## YOUR INSTRUCTIONS
Report the tally of lines featuring the word "Argument" in the entries below, without anything else.

■ ■ ■

//! Configuration for the external extending and publications services.
//!
//! The converter core never opens a socket; these settings exist so a host
//! SDK client (see `services::extend`) can be wired up with the same five
//! parameters the legacy conversion frontends require.

use crate::infra::error::{ConvertError, ConvertResult};
use serde::{Deserialize, Serialize};
use std::fs;
use std::path::Path;

/// Converter configuration with extender and publications endpoints.
#[derive(Debug, Clone, Default, Serialize, Deserialize)]
pub struct ConverterConfig {
    /// Extending service (KSI extender) URL
    pub extender_url: String,

    /// Username for the extending service
    pub extender_login_id: String,

    /// HMAC key for the extending service
    pub extender_login_key: String,

    /// Publications file URL
    pub publications_file_url: String,

    /// Publications file certificate qualification constraint
    pub publications_file_constraint: String,
}

impl ConverterConfig {
    /// Load configuration from a TOML file.
    pub fn load<P: AsRef<Path>>(path: P) -> ConvertResult<Self> {
        let text = fs::read_to_string(&path)?;
        toml::from_str(&text).map_err(|e| {
            ConvertError::Argument(format!(
                "invalid configuration file {}: {e}",
                path.as_ref().display()
            ))
        })
    }

    /// Save configuration to a TOML file.
    pub fn save<P: AsRef<Path>>(&self, path: P) -> ConvertResult<()> {
        let text = toml::to_string_pretty(self)
            .map_err(|e| ConvertError::Argument(format!("failed to serialize config: {e}")))?;
        fs::write(path, text)?;
        Ok(())
    }

    /// True when all endpoints needed for extending are present.
    #[must_use]
    pub fn can_extend(&self) -> bool {
        !self.extender_url.is_empty() && !self.publications_file_url.is_empty()
    }
}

■ ■ ■

## TASK RESULT
2